Reddit posts are searchable based on post type, i.e. Hot, Rising, New, Controversial and Top, and timeframe, i.e. Past 24 hours, Week, Month, Year, and All-Time. The search criteria for this API call was "top posts of all time." 

#### Data Collection Methodology

In order to gather each post's data and convert it into a usable format, I used the Reddit API wrapper PRAW and requested data in the form of a JSON string. Reddit stores comment data as a separate object from the post to which it belongs.

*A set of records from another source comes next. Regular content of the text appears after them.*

use crate::flock::constants::tick;
use crate::util::vec3::Vec3;

/// Headless runner configuration
#[derive(Debug, Clone)]
pub struct SimConfig {
    /// Number of boids to spawn
    pub boid_count: usize,
    /// Fixed tick rate in Hz
    pub tick_rate: u32,
    /// How long to simulate, in seconds of simulated time
    pub duration_secs: f32,
    /// Where the flock spawns
    pub spawn_origin: Vec3,
    /// Number of obstacles scattered around the spawn point
    pub obstacle_count: usize,
    /// Radius of the shell obstacles are placed on
    pub world_radius: f32,
    /// RNG seed; None draws from entropy
    pub seed: Option<u64>,
    /// Optional path to a JSON flock settings file
    pub settings_path: Option<String>,
}

impl Default for SimConfig {
    fn default() -> Self {
        Self {
            boid_count: 200,
            tick_rate: tick::RATE,
            duration_secs: 30.0,
            spawn_origin: Vec3::ZERO,
            obstacle_count: 6,
            world_radius: 1500.0,
            seed: None,
            settings_path: None,
        }
    }
}

impl SimConfig {
    /// Load config from environment or use defaults
    pub fn load_or_default() -> Self {
        let mut config = Self::default();

        if let Ok(count) = std::env::var("FLOCK_BOIDS") {
            if let Ok(parsed) = count.parse::<usize>() {
                if parsed > 0 {
                    config.boid_count = parsed;
                } else {
                    tracing::warn!("FLOCK_BOIDS must be > 0, using default");
                }
            } else {
                tracing::warn!("Invalid FLOCK_BOIDS '{}', using default", count);
            }
        }

        if let Ok(rate) = std::env::var("FLOCK_TICK_RATE") {
            if let Ok(parsed) = rate.parse::<u32>() {
                if parsed > 0 {
                    config.tick_rate = parsed;
                } else {
                    tracing::warn!("FLOCK_TICK_RATE must be > 0, using default");
                }
            } else {
                tracing::warn!("Invalid FLOCK_TICK_RATE '{}', using default", rate);
            }
        }

        if let Ok(duration) = std::env::var("FLOCK_DURATION_SECS") {
            if let Ok(parsed) = duration.parse::<f32>() {
                if parsed > 0.0 {
                    config.duration_secs = parsed;
                } else {
                    tracing::warn!("FLOCK_DURATION_SECS must be > 0, using default");
                }
            } else {
                tracing::warn!("Invalid FLOCK_DURATION_SECS '{}', using default", duration);
            }
        }

        if let Ok(count) = std::env::var("FLOCK_OBSTACLES") {
            if let Ok(parsed) = count.parse::<usize>() {
                config.obstacle_count = parsed;
            } else {
                tracing::warn!("Invalid FLOCK_OBSTACLES '{}', using default", count);
            }
        }

        if let Ok(radius) = std::env::var("FLOCK_WORLD_RADIUS") {
            if let Ok(parsed) = radius.parse::<f32>() {
                if parsed > 0.0 {
                    config.world_radius = parsed;
                } else {
                    tracing::warn!("FLOCK_WORLD_RADIUS must be > 0, using default");
                }
            } else {
                tracing::warn!("Invalid FLOCK_WORLD_RADIUS '{}', using default", radius);
            }
        }

        if let Ok(seed) = std::env::var("FLOCK_SEED") {
            if let Ok(parsed) = seed.parse::<u64>() {
                config.seed = Some(parsed);
            } else {
                tracing::warn!("Invalid FLOCK_SEED '{}', ignoring", seed);
            }
        }

        if let Ok(path) = std::env::var("FLOCK_SETTINGS") {
            config.settings_path = Some(path);
        }

        config
    }

    /// Validate configuration after loading
    pub fn validate(&self) -> Result<(), String> {
        if self.boid_count == 0 {
            return Err("boid_count must be at least 1".to_string());
        }
        if self.tick_rate == 0 {
            return Err("tick_rate must be at least 1".to_string());
        }
        if self.duration_secs <= 0.0 {
            return Err("duration_secs must be positive".to_string());
        }
        if self.world_radius <= 0.0 {
            return Err("world_radius must be positive".to_string());
        }
        Ok(())
    }

    /// Delta time per tick in seconds
    pub fn dt(&self) -> f32 {
        1.0 / self.tick_rate as f32
    }

    /// Total number of ticks for the configured duration
    pub fn total_ticks(&self) -> u64 {
        (self.duration_secs * self.tick_rate as f32).ceil() as u64
    }
}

I chained two requests to the API together in order to collect the right comment thread for each post.

The comment thread is a complicated structure in and of itself, chiefly because each comment could potentially have one or more nested replies, and each of those replies could contain nested replies of their own. In order to keep the data output manageable, I limited the number of top-level comments to 50, and did not request replies. While I would have preferred to collect a limited number of replies for each comment, PRAW does not allow for specifying a maximum number of replies. This would have been problematic from a logistic perspective, as some of the top-level comments had hundreds of replies. 

The structure of the JSON output is similar to that of the original content: a dictionary of data about the post, with the comments nested as a sub-level value to a "comments" key. I wanted to limit the amount of metadata coming in for each object, and try to tackle some of the data cleaning ahead of time. The output was written to a JSON file, and subsequently read in again at the bottom of this notebook, just to make sure the output was readable.

In [43]:
## Packages and libraries:

import config as co
import os
import codecs
import praw
import json
import time
import pandas as pd
import numpy as np
import itertools as it

In [128]:
## API Call function:

reddit = praw.Reddit(client_id=co.reddit_client_id,
                     client_secret=co.reddit_client_secret,
                     user_agent='bot_v.02')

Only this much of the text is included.